My husband and I have adopted two children, each with very different levels of openness. When we were beginning the adoption process, we weren’t sure how we felt about openness. I knew that a high level of openness was preferable to birth parents, but I didn’t know if it would be comfortable for us or best for our children. After much soul searching, pondering, and researching, we decided that open adoption was something we should strive for.

But I have to admit that I still had some worries. Would it be confusing to our children to openly have two sets of parents? Would I be okay with sharing the role of “mother”? Would continued contact with birth parents be awkward, difficult, or emotional? I didn’t know. But I felt sure we were making the right decision, even if I didn’t know how it would all work out.

Fast forward to the day Rachel was born. On that day, I wasn’t anxiously awaiting a phone call at home. I was in the delivery room, along with the rest of Mindy’s closest family, watching Rachel being born. In the months between when Mindy chose us to be the adoptive parents and that day, we had grown very close to her and her family. We had stayed for days at a time at their house getting to know each other, sharing stories, playing games, and telling jokes. Becoming family. By the time Rachel was born, this woman was my sister. Her parents were another set of parents to me. They joked that they were the ones adopting us. And it was perfect.

After Rachel’s birth and placement, we began our lives as parents, and over the days, months, and years that followed, I watched in amazement as my worries about openness fell away until they seemed almost silly in retrospect. I honestly and truly loved sharing the role of “mother” with Mindy. As Rachel grew, she never seemed confused about being adopted or having two sets of parents. In fact, she understood it better than most adults I knew. Our relationship with Mindy and her family is as open as it can be, and we love it. It’s good for all of us. We also have an open relationship with Rachel’s birth father, who has come to see her soccer game or met us at the park to spend the day together. I dearly love these amazing people who gave Rachel life and gave to us the most incredible gift that a mother and father could ever give.

We adopted our second child, a son named Reed when Rachel was 2. Having had an incredible experience with Rachel’s open adoption, we hoped for a similar experience with him. But we came to find out that no two adoptions are the same. Reed’s birth parents both had intellectual disabilities that not only necessitated the adoption in the first place but also changed how open it could be. We still have visits with them, but they are always at an agency, supervised, and less frequent (once or twice a year).

The difference between our two adoptions, in terms of openness, is night and day. And having experienced both, I far prefer the level of openness in Rachel’s adoption. But we can’t change Reed’s situation, and the hardest part of that is trying to explain it to Reed. He’s 4 years old now, and still too young to understand the reasons he doesn’t get to see his birth parents as often as Rachel does. But he’s old enough to realize that there is a difference. When Rachel calls her “Mommy Mindy” on the phone, he can’t understand why he can’t just call up his birth mom too.

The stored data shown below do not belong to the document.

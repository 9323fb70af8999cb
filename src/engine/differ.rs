//! Pending-change display

use colored::Colorize;
use declarative::{ResourceKind, Setting, StateSnapshot, Task};

/// One outstanding change, ready for display
#[derive(Debug, Clone, PartialEq, Eq)]
pub struct PendingChange {
    /// Heading the change is grouped under
    pub group: String,
    pub enable: bool,
    pub name: String,
    pub privileged: bool,
}

/// Display heading for a kind
pub fn heading(kind: ResourceKind) -> &'static str {
    match kind {
        ResourceKind::Package => "Packages (repo)",
        ResourceKind::AurPackage => "Packages (AUR)",
        ResourceKind::Service => "Services (system)",
        ResourceKind::UserService => "Services (user)",
        ResourceKind::Group => "Groups",
        ResourceKind::Locale => "Locales",
    }
}

fn setting_change(setting: Setting, enable: bool, name: String) -> PendingChange {
    PendingChange {
        group: "System settings".to_string(),
        enable,
        name: format!("{setting}: {name}"),
        privileged: true,
    }
}

/// Every outstanding change in `snapshot`, map kinds first
pub fn pending_changes(snapshot: &StateSnapshot) -> Vec<PendingChange> {
    let mut changes = Vec::new();

    for kind in ResourceKind::ALL {
        let diff = snapshot.diff(kind);
        let group = heading(kind).to_string();
        let entries = diff
            .to_enable
            .iter()
            .map(|name| (true, name))
            .chain(diff.to_disable.iter().map(|name| (false, name)));
        for (enable, name) in entries {
            changes.push(PendingChange {
                group: group.clone(),
                enable,
                name: name.clone(),
                privileged: kind.requires_privilege(),
            });
        }
    }

    if let Some(dns) = snapshot.dns.pending() {
        changes.push(setting_change(Setting::Dns, true, dns.name.clone()));
    }
    if let Some(shell) = snapshot.shell.pending() {
        changes.push(setting_change(Setting::Shell, true, shell.name.clone()));
    }
    if let Some(enabled) = snapshot.hblock.pending() {
        changes.push(setting_change(Setting::Hblock, *enabled, on_off(*enabled)));
    }
    if let Some(enabled) = snapshot.iwd.pending() {
        changes.push(setting_change(Setting::Iwd, *enabled, on_off(*enabled)));
    }

    changes
}

fn on_off(enabled: bool) -> String {
    if enabled { "on" } else { "off" }.to_string()
}

/// Print outstanding changes grouped by heading
pub fn display_changes(changes: &[PendingChange]) {
    if changes.is_empty() {
        println!();
        println!("  {} No changes pending", "✓".green());
        return;
    }

    println!();
    println!(
        "┌─ {} ─────────────────────────────────────────┐",
        "Pending Changes".bold()
    );

    let mut last_group: Option<&str> = None;
    for change in changes {
        if last_group != Some(change.group.as_str()) {
            println!("│");
            println!("│ {}", change.group.bold());
            last_group = Some(change.group.as_str());
        }
        let symbol = if change.enable {
            "+".green()
        } else {
            "-".red()
        };
        let privilege = if change.privileged {
            " [root]".red().to_string()
        } else {
            String::new()
        };
        println!("│   {symbol} {}{privilege}", change.name);
    }

    let privileged = changes.iter().filter(|c| c.privileged).count();
    println!("│");
    println!("├─────────────────────────────────────────────────────┤");
    println!(
        "│ Summary: {} changes ({} unprivileged, {} require root)",
        changes.len().to_string().bold(),
        (changes.len() - privileged).to_string().green(),
        privileged.to_string().red()
    );
    println!("└─────────────────────────────────────────────────────┘");
}

/// Warn that an elevation prompt is coming, listing the privileged tasks
pub fn display_privilege_boundary(tasks: &[Task]) {
    let privileged: Vec<&Task> = tasks.iter().filter(|t| t.requires_privilege).collect();
    if privileged.is_empty() {
        return;
    }

    println!();
    println!(
        "┌─ {} ─────────────────────────────────────────┐",
        "Privilege Boundary".yellow().bold()
    );
    println!("│");
    println!(
        "│  {}  {} task(s) run in an elevated shell:",
        "⚠".yellow(),
        privileged.len()
    );
    for task in &privileged {
        println!("│  • {} {}", task.icon, task.display_name);
    }
    println!("│");
    println!("│  Authentication is requested once for the whole pass.");
    println!("└─────────────────────────────────────────────────────────────┘");
}
use colored::Colorize;

/// Width of the rule printed between task scripts
pub const RULE_WIDTH: usize = 75;

/// Print an info message
pub fn info(msg: &str) {
    println!("{} {}", "ℹ".blue(), msg);
}

/// Print a success message
pub fn success(msg: &str) {
    println!("{} {}", "✓".green(), msg);
}

/// Print a warning message
pub fn warn(msg: &str) {
    println!("{} {}", "⚠".yellow(), msg);
}

/// Print an error message
pub fn error(msg: &str) {
    eprintln!("{} {}", "✗".red(), msg);
}

/// Print a dim/muted message
pub fn dim(msg: &str) {
    println!("  {}", msg.dimmed());
}

/// Print a header/title
pub fn header(title: &str) {
    println!();
    println!("{}", title.bold());
    println!("{}", "─".repeat(title.chars().count()).dimmed());
}

/// Print a section header
pub fn section(title: &str) {
    println!();
    println!("{}", title.cyan().bold());
}

/// Print a key-value pair
pub fn kv(key: &str, value: &str) {
    println!("  {}: {}", key.dimmed(), value);
}

/// Print a step indicator
pub fn step(num: usize, total: usize, msg: &str) {
    println!("{} {}", format!("[{num}/{total}]").blue().bold(), msg);
}

/// The separator between printed scripts
pub fn rule() -> String {
    "_".repeat(RULE_WIDTH)
}

/// Marker for an effective on/off value, flagging pending overrides
pub fn toggle_marker(enabled: bool, pending: bool) -> String {
    let mark = if enabled {
        "●".green().to_string()
    } else {
        "○".dimmed().to_string()
    };
    if pending {
        format!("{mark} {}", "*".yellow().bold())
    } else {
        format!("{mark}  ")
    }
}

/// Confirm with user
pub fn confirm_proceed(prompt: &str) -> anyhow::Result<bool> {
    use dialoguer::Confirm;

    let confirmed = Confirm::new().with_prompt(prompt).default(true).interact()?;

    Ok(confirmed)
}
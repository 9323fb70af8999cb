//! Privilege elevation
//!
//! An escalated session is the normal interpreter command wrapped by an
//! elevator. Callers only ever see [`PrivilegeElevator`], never a tool name.

use serde::{Deserialize, Serialize};
use std::fmt;
use std::sync::Arc;

/// A program plus its arguments
#[derive(Debug, Clone, PartialEq, Eq)]
pub struct CommandSpec {
    pub program: String,
    pub args: Vec<String>,
}

impl CommandSpec {
    pub fn new<I, S>(program: impl Into<String>, args: I) -> Self
    where
        I: IntoIterator<Item = S>,
        S: Into<String>,
    {
        Self {
            program: program.into(),
            args: args.into_iter().map(Into::into).collect(),
        }
    }

    /// Prefix this command with another program and its arguments
    fn prefixed(&self, program: &str, extra: &[&str]) -> Self {
        let mut args: Vec<String> = extra.iter().map(|s| (*s).to_string()).collect();
        args.push(self.program.clone());
        args.extend(self.args.iter().cloned());
        Self {
            program: program.to_string(),
            args,
        }
    }
}

impl fmt::Display for CommandSpec {
    fn fmt(&self, f: &mut fmt::Formatter<'_>) -> fmt::Result {
        write!(f, "{}", self.program)?;
        for arg in &self.args {
            write!(f, " {arg}")?;
        }
        Ok(())
    }
}

/// Turns an unprivileged command into one that runs with elevated rights
pub trait PrivilegeElevator: Send + Sync + fmt::Debug {
    /// Short name for logs
    fn name(&self) -> &'static str;

    /// The command to spawn for an escalated session
    fn wrap(&self, command: &CommandSpec) -> CommandSpec;
}

/// polkit's `pkexec`, prompting through the desktop agent
#[derive(Debug, Clone, Copy, Default)]
pub struct Pkexec;

impl PrivilegeElevator for Pkexec {
    fn name(&self) -> &'static str {
        "pkexec"
    }

    fn wrap(&self, command: &CommandSpec) -> CommandSpec {
        command.prefixed("pkexec", &[])
    }
}

/// `sudo`, prompting on the controlling terminal
#[derive(Debug, Clone, Copy, Default)]
pub struct Sudo;

impl PrivilegeElevator for Sudo {
    fn name(&self) -> &'static str {
        "sudo"
    }

    fn wrap(&self, command: &CommandSpec) -> CommandSpec {
        command.prefixed("sudo", &["--"])
    }
}

/// Runs the command unchanged (already root, or tests)
#[derive(Debug, Clone, Copy, Default)]
pub struct Passthrough;

impl PrivilegeElevator for Passthrough {
    fn name(&self) -> &'static str {
        "none"
    }

    fn wrap(&self, command: &CommandSpec) -> CommandSpec {
        command.clone()
    }
}

/// Elevator selection as it appears in configuration
#[derive(Debug, Clone, Copy, Default, PartialEq, Eq, Serialize, Deserialize)]
#[serde(rename_all = "lowercase")]
pub enum ElevatorKind {
    #[default]
    Pkexec,
    Sudo,
    None,
}

impl ElevatorKind {
    pub fn build(self) -> Arc<dyn PrivilegeElevator> {
        match self {
            Self::Pkexec => Arc::new(Pkexec),
            Self::Sudo => Arc::new(Sudo),
            Self::None => Arc::new(Passthrough),
        }
    }
}
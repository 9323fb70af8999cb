//! Reconciliation planner - compiles outstanding diffs into tasks
//!
//! One task per slot (resource kind, plus the system settings folded into
//! the service task). Every snapshot replaces the whole set of generated
//! tasks: slots with an empty diff have their task removed.

use crate::context::{PlanContext, SnapshotListener};
use crate::error::Result;
use crate::queue::{self, SharedQueue};
use crate::store::StateSnapshot;
use crate::types::{DnsProvider, LoginShell, ResourceKind, Task, validate_name};
use std::fmt::Write as _;

/// NetworkManager drop-in holding the global DNS override
pub const DNS_DROP_IN: &str = "/etc/NetworkManager/conf.d/10-rani-dns.conf";

/// NetworkManager drop-in selecting iwd as the Wi-Fi backend
pub const IWD_DROP_IN: &str = "/etc/NetworkManager/conf.d/20-rani-wifi-backend.conf";

/// Locale definition file edited by the locale task
pub const LOCALE_GEN: &str = "/etc/locale.gen";

/// Priority of "run now" package installs
pub const ENSURE_PRIORITY: i32 = 0;

/// Stable task id for a kind's generated task
pub fn task_id(kind: ResourceKind) -> String {
    format!("reconcile:{}", kind.as_str())
}

/// Execution priority of a kind's generated task (lower runs first)
pub fn priority(kind: ResourceKind) -> i32 {
    match kind {
        ResourceKind::Package => 8,
        ResourceKind::AurPackage => 9,
        ResourceKind::Group => 11,
        ResourceKind::Service | ResourceKind::UserService => 12,
        ResourceKind::Locale => 13,
    }
}

fn describe(kind: ResourceKind) -> (&'static str, &'static str) {
    match kind {
        ResourceKind::Package => ("Apply package changes", "box"),
        ResourceKind::AurPackage => ("Apply AUR package changes", "box"),
        ResourceKind::Service => ("Apply service and system settings changes", "receipt"),
        ResourceKind::UserService => ("Apply user service changes", "receipt"),
        ResourceKind::Group => ("Apply group membership changes", "users"),
        ResourceKind::Locale => ("Apply locale changes", "language"),
    }
}
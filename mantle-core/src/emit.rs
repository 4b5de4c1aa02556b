//! Emit layers.
//!
//! Every [`ManagedObject`] has an emit path. Initially it is the object's own
//! dispatch (listeners, streams, then propagation to its parent). An
//! [`Emit`] layer can be composed around that path with
//! [`ManagedObject::wrap_emitter`]; the layer receives the previous path and
//! decides what to forward to it. Layers never replace dispatch in place, so
//! [`ManagedObject::dispatch`] always reaches the object's listeners directly.

use crate::event::ManagedEvent;
use crate::object::{ManagedObject, WeakObject};

/// The emit contract shared by objects and the layers wrapped around them.
pub trait Emit {
    /// Emit `event`.
    fn emit_event(&self, event: ManagedEvent);
}

impl Emit for ManagedObject {
    fn emit_event(&self, event: ManagedEvent) {
        ManagedObject::emit_event(self, event);
    }
}

/// The innermost emit path: the object's own dispatch.
pub(crate) struct DirectEmit(pub(crate) WeakObject);

impl Emit for DirectEmit {
    fn emit_event(&self, event: ManagedEvent) {
        if let Some(object) = self.0.upgrade() {
            object.dispatch(event);
        }
    }
}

Right now I simply tell him that we don’t have her phone number, and he doesn’t ask for any more of an explanation. But I worry that as he gets older, he’ll have more difficult feelings and questions about it–questions that I’m not sure how to answer. I imagine him asking me, in coming years, why he can’t see his birth parents all the time like Rachel can, wondering if his birth parents love him less, questioning his worth. I think about all the questions he might ask and all the feelings he might have, and it breaks my heart.

We’re not there yet, but I keep trying to figure out what I’ll say when those tough questions come. But I also realize that helping my children understand their adoptions is a process. It always has been. There’s never been, nor will there ever be, a single moment in time when we “tell them they’re adopted.” It’s always just been a part of them. We explain adoption in a developmentally appropriate way, and as they grow, they continue to understand better. And if Reed has those hard questions someday when he’s older, I will do what any parent does when their child has hard questions: I will talk with him honestly and openly. I will listen to him and try to understand his feelings. I will acknowledge that it is hard, but that life holds hard things for everyone; we just all get different kinds of challenges to face. But I’ll face them with him.

One thing that I will certainly tell him is how incredibly much he is loved, by his birth parents, and by us. How we prayed and longed for him. How our family could never be complete without him. And I will tell him that I know, that I have always known in a place deep inside me, that he was always meant to be our son. Because at the heart of it all, behind all those questions, what he’s really asking for is love. And in that way, in terms of love, our adoptions are identical.